David Ringle was a research physiologist at the Midwest Research Institute until his retirement. He was awarded the prestigious New York University Founders Day Award. Former residents of Leawood, Kan., the Ringles were married for more than 62 years and died within three months of each other in 2012.

Dean of KU Libraries Lorraine Haricombe commented on the campus-wide impact of the gift. "The Ringle's generosity will enable us to further contribute to student success through classroom instruction, one-on-one research assistance and facilities that co-locate the resources students need to excel academically," Haricombe said. "And by augmenting our efforts to provide increased access to the libraries' collections and expertise, their gift will ultimately help to enhance teaching, research and learning on campus and around the world. We couldn't be more grateful for the Ringle's support of the libraries at KU."

Stata co-wrote a book titled Herbal Supplements and the Brain: Understanding Their Health Benefits and Hazards, which was published shortly before her death. Her co-author was S.J. Enna, KUMC associate dean for research and graduate education.

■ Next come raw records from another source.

//! Octree over 3D polygons with mini-BSP leaves.
//!
//! The octree handles the coarse spatial sort: each interior node splits its
//! axis-aligned box into 8 octants through the box center, slicing straddling
//! polygons along the axis planes. Once a node's polygon count drops to the
//! leaf threshold, the residual set goes into a small 3D BSP tree
//! ([`crate::bsp::BspTree`]) which takes over exact ordering inside the
//! leaf. Traversal therefore delegates to the mini-BSP's own walk at the
//! leaves and orders the 8 children by the viewpoint's octant everywhere
//! else.

use crate::bsp::{BspTree, BuildContext};
use crate::errors::BuildError;
use crate::float_types::{EPSILON, Real};
use crate::plane::Plane;
use crate::polygon::Polygon;
use nalgebra::Point3;
use std::fmt::Debug;

/// Octant index bits, relative to the node center: bit 4 set when `x >
/// center.x`, bit 2 for `y > center.y`, bit 1 for `z > center.z`.
const X_BIT: usize = 4;
const Y_BIT: usize = 2;
const Z_BIT: usize = 1;

#[derive(Debug, Clone)]
enum OctreeNode<S: Clone> {
    Interior {
        center: Point3<Real>,
        children: [Option<Box<OctreeNode<S>>>; 8],
    },
    Leaf {
        bsp: BspTree<S>,
    },
}

/// An octree over 3D polygons, built over an axis-aligned bounding volume.
#[derive(Debug, Clone)]
pub struct Octree<S: Clone> {
    root: OctreeNode<S>,
    bbox_min: Point3<Real>,
    bbox_max: Point3<Real>,
    leaf_threshold: usize,
}

impl<S: Clone + Debug> Octree<S> {
    /// Build an octree over `polygons`, bounded by `[bbox_min, bbox_max]`.
    /// Nodes with at most `leaf_threshold` polygons become mini-BSP leaves.
    pub fn build(
        polygons: Vec<Polygon<S>>,
        bbox_min: Point3<Real>,
        bbox_max: Point3<Real>,
        leaf_threshold: usize,
        ctx: &mut BuildContext,
    ) -> Result<Self, BuildError> {
        let root = build_node(polygons, &bbox_min, &bbox_max, leaf_threshold, ctx)?;
        Ok(Self { root, bbox_min, bbox_max, leaf_threshold })
    }

    pub const fn bounding_box(&self) -> (&Point3<Real>, &Point3<Real>) {
        (&self.bbox_min, &self.bbox_max)
    }

    pub const fn leaf_threshold(&self) -> usize {
        self.leaf_threshold
    }

    /// True when the root is a single mini-BSP leaf (no interior nodes).
    pub const fn is_single_leaf(&self) -> bool {
        matches!(self.root, OctreeNode::Leaf { .. })
    }

    /// Visit all polygon fragments back-to-front as seen from `pos`. Leaves
    /// delegate to the mini-BSP walk; `Some` from the visitor aborts the
    /// whole traversal and is returned.
    pub fn back2front<R>(
        &mut self,
        pos: &Point3<Real>,
        visit: &mut impl FnMut(&[Polygon<S>]) -> Option<R>,
    ) -> Option<R> {
        traverse(&mut self.root, pos, visit, false)
    }

    /// Visit all polygon fragments front-to-back as seen from `pos`.
    pub fn front2back<R>(
        &mut self,
        pos: &Point3<Real>,
        visit: &mut impl FnMut(&[Polygon<S>]) -> Option<R>,
    ) -> Option<R> {
        traverse(&mut self.root, pos, visit, true)
    }

    /// Every polygon fragment across all leaves, in storage order.
    pub fn all_polygons(&self) -> Vec<Polygon<S>> {
        let mut result = Vec::new();
        let mut stack = vec![&self.root];
        while let Some(node) = stack.pop() {
            match node {
                OctreeNode::Leaf { bsp } => result.extend(bsp.all_polygons()),
                OctreeNode::Interior { children, .. } => {
                    stack.extend(children.iter().filter_map(|c| c.as_deref()));
                },
            }
        }
        result
    }

    /// Extension hook for runtime polygon insertion. Surrounding collaborators
    /// (mesh invalidation paths) call this unconditionally; the structure
    /// itself does not yet support incremental updates, so the polygons are
    /// dropped. Rebuild the tree to pick up new geometry.
    pub fn add_dynamic_polygons(&mut self, polygons: Vec<Polygon<S>>) {
        let _ = polygons;
    }

    /// Extension hook matching [`Self::add_dynamic_polygons`]; currently a
    /// no-op.
    pub fn remove_dynamic_polygons(&mut self) {}
}

/// Split `polygons` along the axis plane `p[axis] = pos` into the above/below
/// halves. Coplanar polygons ride with the half their normal agrees with, so
/// nothing is lost or duplicated.
fn split_along<S: Clone + Debug>(
    polygons: Vec<Polygon<S>>,
    axis: usize,
    pos: Real,
) -> (Vec<Polygon<S>>, Vec<Polygon<S>>) {
    let plane = Plane::axis_aligned(axis, pos);
    let mut above = Vec::new();
    let mut below = Vec::new();
    for polygon in &polygons {
        let (coplanar_front, coplanar_back, front, back) = plane.split_polygon(polygon);
        above.extend(coplanar_front);
        above.extend(front);
        below.extend(coplanar_back);
        below.extend(back);
    }
    (above, below)
}

fn build_node<S: Clone + Debug>(
    polygons: Vec<Polygon<S>>,
    bbox_min: &Point3<Real>,
    bbox_max: &Point3<Real>,
    leaf_threshold: usize,
    ctx: &mut BuildContext,
) -> Result<OctreeNode<S>, BuildError> {
    // Polygons sharing an edge or corner can stay together under any number
    // of subdivisions, so a box that has shrunk to epsilon size becomes a
    // leaf no matter how many polygons remain.
    let extent = bbox_max - bbox_min;
    if polygons.len() <= leaf_threshold || extent.amax() <= EPSILON {
        return Ok(OctreeNode::Leaf { bsp: BspTree::build(polygons, ctx)? });
    }

    let center = nalgebra::center(bbox_min, bbox_max);

    // Split sequentially along X, then Y on each half, then Z on each
    // quarter, producing up to 8 fragments per input polygon.
    let (x_above, x_below) = split_along(polygons, 0, center.x);
    let mut buckets: [Vec<Polygon<S>>; 8] = Default::default();
    for (x_half, x_mask) in [(x_above, X_BIT), (x_below, 0)] {
        let (y_above, y_below) = split_along(x_half, 1, center.y);
        for (y_half, y_mask) in [(y_above, Y_BIT), (y_below, 0)] {
            let (z_above, z_below) = split_along(y_half, 2, center.z);
            buckets[x_mask | y_mask | Z_BIT] = z_above;
            buckets[x_mask | y_mask] = z_below;
        }
    }

    let mut children: [Option<Box<OctreeNode<S>>>; 8] = Default::default();
    for (i, bucket) in buckets.into_iter().enumerate() {
        if bucket.is_empty() {
            continue;
        }
        let mut child_min = *bbox_min;
        let mut child_max = *bbox_max;
        if i & X_BIT != 0 {
            child_min.x = center.x;
        } else {
            child_max.x = center.x;
        }
        if i & Y_BIT != 0 {
            child_min.y = center.y;
        } else {
            child_max.y = center.y;
        }
        if i & Z_BIT != 0 {
            child_min.z = center.z;
        } else {
            child_max.z = center.z;
        }
        children[i] = Some(Box::new(build_node(
            bucket,
            &child_min,
            &child_max,
            leaf_threshold,
            ctx,
        )?));
    }

    Ok(OctreeNode::Interior { center, children })
}

/// The octant of `pos` relative to `center`, using the same bit convention
/// as the build.
fn viewer_octant(pos: &Point3<Real>, center: &Point3<Real>) -> usize {
    let mut idx = 0;
    if pos.x > center.x {
        idx |= X_BIT;
    }
    if pos.y > center.y {
        idx |= Y_BIT;
    }
    if pos.z > center.z {
        idx |= Z_BIT;
    }
    idx
}

fn traverse<S, R, V>(
    node: &mut OctreeNode<S>,
    pos: &Point3<Real>,
    visit: &mut V,
    near_first: bool,
) -> Option<R>
where
    S: Clone + Debug,
    V: FnMut(&[Polygon<S>]) -> Option<R>,
{
    match node {
        OctreeNode::Leaf { bsp } => {
            if near_first {
                bsp.front2back(pos, visit)
            } else {
                bsp.back2front(pos, visit)
            }
        },
        OctreeNode::Interior { center, children } => {
            let cur = viewer_octant(pos, center);
            let far = 7 - cur;
            // The mirror octant of the viewpoint is visited at the far end of
            // the sequence, then its axis neighbors, then the near octant's
            // neighbors, then the near octant itself.
            let order = if near_first {
                [cur, cur ^ 1, cur ^ 2, cur ^ 4, far ^ 1, far ^ 2, far ^ 4, far]
            } else {
                [far, far ^ 1, far ^ 2, far ^ 4, cur ^ 1, cur ^ 2, cur ^ 4, cur]
            };
            for idx in order {
                if let Some(child) = children[idx].as_deref_mut() {
                    if let Some(rc) = traverse(child, pos, visit, near_first) {
                        return Some(rc);
                    }
                }
            }
            None
        },
    }
}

Enna also is a professor of pharmacology and physiology and former chair of the Department of Pharmacology. He and the Ringles were friends for more than 20 years. Enna described them as a delightful couple who enjoyed spending weekends with their dogs at a modest second home they owned in the country. The couple had no children, and Stata was devoted to her career.

"KU obviously meant a lot to Stata, and if it meant a lot to Stata, it meant a lot to David," said Enna.

Enna described Stata as energetic. "Up to the end, she was very interested in life and staying active, especially intellectually active. She was always curious, always reading something."

Jesuatti Book of Remedies

 










Stata translated and led efforts to digitize the 
libraries' 1562 Jesuatti Book of Remedies. View more
photos of this rare work or the online edition
 of the text, in which you can see images of each page
as well as 
Stata's translations.

When Stata was in her early 80s, she decided to translate a 400-page manuscript at the Kenneth Spencer Research Library. The Jesuatti Book of Remedies is a compilation of medical treatments used by the friars of the Order of Saint Jerome to cure sick people around the 16th century. She first taught herself Renaissance Italian, spent four years translating more than 2,000 entries and then initiated efforts to digitize the text.

"This really epitomizes Stata,” said Enna. “She didn’t speak or read Italian. But she didn’t let anything like that stop her."

In addition to their monetary estate gift, the Ringles donated their collection of medical and scientific books to the Clendening History of Medicine Library. Other books, including works of historical and literary interest, went to the Kenneth Spencer Research Library.